D&D’s status as the progenitor of roleplaying as we know it has sometimes led RPGers to overvalue certain of its elements. Or rather, to adopt in their entirety bits that absolutely apply to the core activity of D&D but don’t automatically translate to all others.
For example, the baseline assumption has always been that you roll to see if you get information because that works really well in a game where you’re going down into dungeons, killing monsters, and taking their stuff. Should you fail to detect a secret door, you can always find another door to bash down instead. If you don’t find the treasure hidden in the hollow in the portico, them’s the breaks.
This assumption doesn’t carry over into a game where the core activity is solving a mystery of whatever stripe. It leads to the bottlenecks and workarounds GUMSHOE was designed to eliminate.

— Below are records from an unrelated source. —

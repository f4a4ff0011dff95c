use std::io::Write;
use std::sync::atomic::{AtomicBool, Ordering};
use std::sync::PoisonError;
use std::thread;
use std::time::Duration;

use anyhow::{Context, Result};
use chrono::{DateTime, Utc};
use log::debug;
use ubx_nav::{NavigationSnapshot, SnapshotReader};

use crate::device::{LinkStatus, SharedLinkStatus};

#[derive(Debug, Clone, Copy, PartialEq, Eq)]
pub enum Format {
    Text,
    Json,
}

/// One dashboard line for a snapshot
pub fn render(snapshot: &NavigationSnapshot, format: Format) -> Result<String> {
    match format {
        Format::Json => serde_json::to_string(snapshot).context("Failed to serialize snapshot"),
        Format::Text => {
            let time = format_time(snapshot.utc);
            let age = match snapshot.correction_age_secs {
                255 => "n/a".to_string(),
                secs => format!("{secs}s"),
            };
            Ok(format!(
                "{time} UTC | {lat:>12.7} {lon:>12.7} {alt:>7.1} m | {mph:>5.1} mph {heading:>5.1}° {cardinal:<2} | {sats:>2} sv {fix} {ok} | {mode} age {age}",
                lat = snapshot.lat,
                lon = snapshot.lon,
                alt = snapshot.height_msl,
                mph = snapshot.speed_over_ground_mph,
                heading = snapshot.heading,
                cardinal = snapshot.cardinal.as_str(),
                sats = snapshot.satellites,
                fix = snapshot.fix_type,
                ok = if snapshot.gnss_fix_ok { "ok" } else { "--" },
                mode = snapshot.differential_mode,
            ))
        },
    }
}

fn format_time(time: Option<DateTime<Utc>>) -> String {
    match time {
        Some(t) => t.format("%Y-%m-%d %H:%M:%S%.3f").to_string(),
        None => "----------".to_string(),
    }
}

/// Line shown instead of the snapshot while the receiver is unreachable
pub fn render_disconnected(link: &LinkStatus, format: Format) -> String {
    let reason = link.last_error.as_deref().unwrap_or("not connected");
    match format {
        Format::Json => serde_json::json!({ "connected": false, "error": reason }).to_string(),
        Format::Text => format!("-- receiver disconnected: {reason} --"),
    }
}

/// Poll the snapshot and link state at `refresh_hz` until `stop` is set.
pub fn run(
    reader: &SnapshotReader,
    link: &SharedLinkStatus,
    refresh_hz: f64,
    format: Format,
    stop: &AtomicBool,
) -> Result<()> {
    let period = Duration::from_secs_f64(1.0 / refresh_hz.clamp(0.1, 100.0));
    let stdout = std::io::stdout();
    while !stop.load(Ordering::Relaxed) {
        let link = link.lock().unwrap_or_else(PoisonError::into_inner).clone();
        let line = if link.connected {
            match reader.snapshot() {
                Some(snapshot) => render(&snapshot, format)?,
                None => "-- waiting for fix --".to_string(),
            }
        } else {
            render_disconnected(&link, format)
        };
        writeln!(stdout.lock(), "{line}").context("Failed to write to stdout")?;
        thread::sleep(period);
    }
    debug!("Display stopped");
    Ok(())
}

Secrecy in general works splendidly in D&D. In the old school days, you had the mystique of the map, which the GM has hidden in front of them, and which the players must painstakingly strive to replicate. The physical process of making the map marks the group’s collective progress in killing the monsters and taking their stuff. The world in general is a giant question mark, which you whittle away at by exploring.

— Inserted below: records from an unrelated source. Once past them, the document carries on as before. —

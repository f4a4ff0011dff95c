//! Navigation state derived from a single NAV-PVT record.
//!
//! Everything here is pure arithmetic: the same record and [GpsTimeConfig]
//! always produce the same [NavigationSnapshot].

use chrono::{DateTime, Utc};
use core::fmt;

use crate::constants::{METERS_PER_SEC_TO_MILES_PER_HOUR, MILLISECONDS_PER_WEEK};
use crate::error::DateTimeError;
use crate::ubx_packets::{CarrierSolution, GnssFixType, NavPvt};

/// Unix time of the GPS epoch, 1980-01-06T00:00:00Z, in milliseconds
const GPS_EPOCH_UNIX_MS: i64 = 315_964_800_000;

/// Seconds since the last differential correction, indexed by the 4-bit age code.
/// `255` means no correction has been received.
const CORRECTION_AGE_SECS: [u8; 13] = [255, 0, 1, 2, 5, 10, 15, 20, 30, 45, 60, 90, 120];

/// GPS week and UTC offset used to turn time-of-week into a UTC instant.
///
/// NAV-PVT only carries the millisecond time of week, so the week number has
/// to come from somewhere else. Both values change over time and must be kept
/// current by the caller.
#[derive(Debug, Clone, Copy, PartialEq, Eq)]
#[cfg_attr(feature = "serde", derive(serde::Serialize, serde::Deserialize))]
pub struct GpsTimeConfig {
    /// Full GPS week number, not the 10-bit broadcast value
    pub week: u32,
    /// GPS minus UTC in seconds
    pub leap_seconds: u32,
}

impl Default for GpsTimeConfig {
    fn default() -> Self {
        Self {
            week: 2407,
            leap_seconds: 18,
        }
    }
}

impl GpsTimeConfig {
    /// UTC instant for a GPS time-of-week in milliseconds
    pub fn utc_from_itow(&self, itow_ms: u32) -> Result<DateTime<Utc>, DateTimeError> {
        let ms = GPS_EPOCH_UNIX_MS
            + i64::from(self.week) * MILLISECONDS_PER_WEEK
            + i64::from(itow_ms)
            - i64::from(self.leap_seconds) * 1000;
        DateTime::from_timestamp_millis(ms).ok_or(DateTimeError::OutOfRange)
    }
}

/// Eight-way compass point
#[derive(Debug, Clone, Copy, PartialEq, Eq)]
#[cfg_attr(feature = "serde", derive(serde::Serialize, serde::Deserialize))]
pub enum CardinalDirection {
    N,
    NE,
    E,
    SE,
    S,
    SW,
    W,
    NW,
}

impl CardinalDirection {
    const ALL: [CardinalDirection; 8] = [
        CardinalDirection::N,
        CardinalDirection::NE,
        CardinalDirection::E,
        CardinalDirection::SE,
        CardinalDirection::S,
        CardinalDirection::SW,
        CardinalDirection::W,
        CardinalDirection::NW,
    ];

    /// Nearest compass point, each one covering a 45° sector centred on it
    pub fn from_degrees(heading: f64) -> Self {
        let sector = ((heading + 22.5) / 45.0).floor() as i64;
        Self::ALL[sector.rem_euclid(8) as usize]
    }

    pub const fn as_str(&self) -> &'static str {
        match self {
            CardinalDirection::N => "N",
            CardinalDirection::NE => "NE",
            CardinalDirection::E => "E",
            CardinalDirection::SE => "SE",
            CardinalDirection::S => "S",
            CardinalDirection::SW => "SW",
            CardinalDirection::W => "W",
            CardinalDirection::NW => "NW",
        }
    }
}

impl fmt::Display for CardinalDirection {
    fn fmt(&self, f: &mut fmt::Formatter<'_>) -> fmt::Result {
        f.write_str(self.as_str())
    }
}

/// Quality of the position solution as far as corrections are concerned
#[derive(Debug, Clone, Copy, PartialEq, Eq)]
#[cfg_attr(feature = "serde", derive(serde::Serialize, serde::Deserialize))]
#[cfg_attr(feature = "serde", serde(rename_all = "UPPERCASE"))]
pub enum DifferentialMode {
    /// Standard positioning, no corrections applied
    Sps,
    /// Code-based differential corrections
    Dgnss,
    /// RTK with floating ambiguities
    Float,
    /// RTK with fixed ambiguities
    Integer,
}

impl DifferentialMode {
    pub fn from_fix(pvt: &NavPvt) -> Self {
        if !pvt.flags.diff_soln() {
            return DifferentialMode::Sps;
        }
        match pvt.flags.carr_soln() {
            CarrierSolution::Float => DifferentialMode::Float,
            CarrierSolution::Fixed => DifferentialMode::Integer,
            CarrierSolution::None | CarrierSolution::Unknown(_) => DifferentialMode::Dgnss,
        }
    }

    pub const fn as_str(&self) -> &'static str {
        match self {
            DifferentialMode::Sps => "SPS",
            DifferentialMode::Dgnss => "DGNSS",
            DifferentialMode::Float => "FLOAT",
            DifferentialMode::Integer => "INTEGER",
        }
    }
}

impl fmt::Display for DifferentialMode {
    fn fmt(&self, f: &mut fmt::Formatter<'_>) -> fmt::Result {
        f.write_str(self.as_str())
    }
}

/// Upper bound in seconds of the correction age bucket `code` falls in.
///
/// Returns `255` for code `0` (not available). Codes above 12 are clamped.
pub fn correction_age_secs(code: u8) -> u8 {
    let idx = usize::from(code).min(CORRECTION_AGE_SECS.len() - 1);
    CORRECTION_AGE_SECS[idx]
}

/// Everything the dashboard shows, in display units, computed from one fix.
#[derive(Debug, Clone, Copy, PartialEq)]
#[cfg_attr(feature = "serde", derive(serde::Serialize, serde::Deserialize))]
pub struct NavigationSnapshot {
    /// deg
    pub lat: f64,
    /// deg
    pub lon: f64,
    /// Height above mean sea level, m
    pub height_msl: f64,
    /// Height above the WGS-84 ellipsoid, m
    pub height_ellipsoid: f64,
    /// m/s
    pub vel_north: f64,
    /// m/s
    pub vel_east: f64,
    /// m/s
    pub vel_down: f64,
    /// Horizontal speed from the N/E velocity, m/s
    pub speed_2d: f64,
    /// m/s
    pub speed_3d: f64,
    /// `speed_2d` in miles per hour
    pub speed_over_ground_mph: f64,
    /// Heading of motion in `[0, 360)` degrees
    pub heading: f64,
    pub cardinal: CardinalDirection,
    pub satellites: u8,
    pub fix_type: GnssFixType,
    pub gnss_fix_ok: bool,
    /// GPS time of week, ms
    pub gps_tow_ms: u32,
    /// Instant derived from `gps_tow_ms` and the configured GPS week
    pub utc: Option<DateTime<Utc>>,
    /// Date and time fields as reported by the receiver
    pub receiver_utc: Option<DateTime<Utc>>,
    pub differential_mode: DifferentialMode,
    /// s, `255` when no correction has been received
    pub correction_age_secs: u8,
}

impl NavigationSnapshot {
    pub fn from_fix(pvt: &NavPvt, time: &GpsTimeConfig) -> Self {
        let vel_north = pvt.vel_north();
        let vel_east = pvt.vel_east();
        let vel_down = pvt.vel_down();
        let speed_2d = vel_north.hypot(vel_east);
        let speed_3d = (vel_north * vel_north + vel_east * vel_east + vel_down * vel_down).sqrt();
        let heading = pvt.heading_motion().rem_euclid(360.0);

        Self {
            lat: pvt.lat_degrees(),
            lon: pvt.lon_degrees(),
            height_msl: pvt.height_msl(),
            height_ellipsoid: pvt.height_above_ellipsoid(),
            vel_north,
            vel_east,
            vel_down,
            speed_2d,
            speed_3d,
            speed_over_ground_mph: speed_2d * METERS_PER_SEC_TO_MILES_PER_HOUR,
            heading,
            cardinal: CardinalDirection::from_degrees(heading),
            satellites: pvt.num_satellites,
            fix_type: pvt.fix_type(),
            gnss_fix_ok: pvt.flags.gnss_fix_ok(),
            gps_tow_ms: pvt.itow,
            utc: time.utc_from_itow(pvt.itow).ok(),
            receiver_utc: DateTime::<Utc>::try_from(pvt).ok(),
            differential_mode: DifferentialMode::from_fix(pvt),
            correction_age_secs: correction_age_secs(pvt.flags3.last_correction_age()),
        }
    }
}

This has led us to overvalue secrecy in general. One extreme manifestation comes with the campaign that withholds even its premise from the group. The GM tells you only to create modern-day, more or less ordinary characters. When you show up to play, you learn, as your characters discover their true situation, what the core activity of the game is.
If you have fun running or playing under this set-up, I’m sure not going to tell you that you’re not. However, you might want to ask yourself how much of that fun occurs due to this arrangement, and how much comes in spite of it.
First, let’s face it. Once you’ve been around the block, the surprise isn’t so surprising anymore. Your players know the premise, mostly. They’re almost invariably signing up for a survival horror game—perhaps with aliens, fellow survivors or mundane soldiers in place of the default supernatural entities. If not, you’re playing a superhero game in which they all develop powers during the first sessions. Even when players are truly surprised, the benefit lasts only for a chunk of the first session, while the costs linger for the remainder of the series.
Second, by separating the core activity from character creation, this style of play reduces collaboration and shifts the narrative burden onto the GM. The GM must keep the plot machinery constantly turning to keep his random cast of PCs engaged, rather than inviting players to suggest their own compelling, personal reasons to take part in the core activity. For a dominant GM and passive players, the withheld premise may work out fine. With one or more resistant/defensive players, you'll get turtling. When you’re lucky, active players improvise connections to the core activity on the fly, back-engineering the decisions they would have made when conceiving their characters. Otherwise they may discover that their PCs frustrate them, leading them to ditch them in favor of replacements tailored for the now-revealed campaign premise.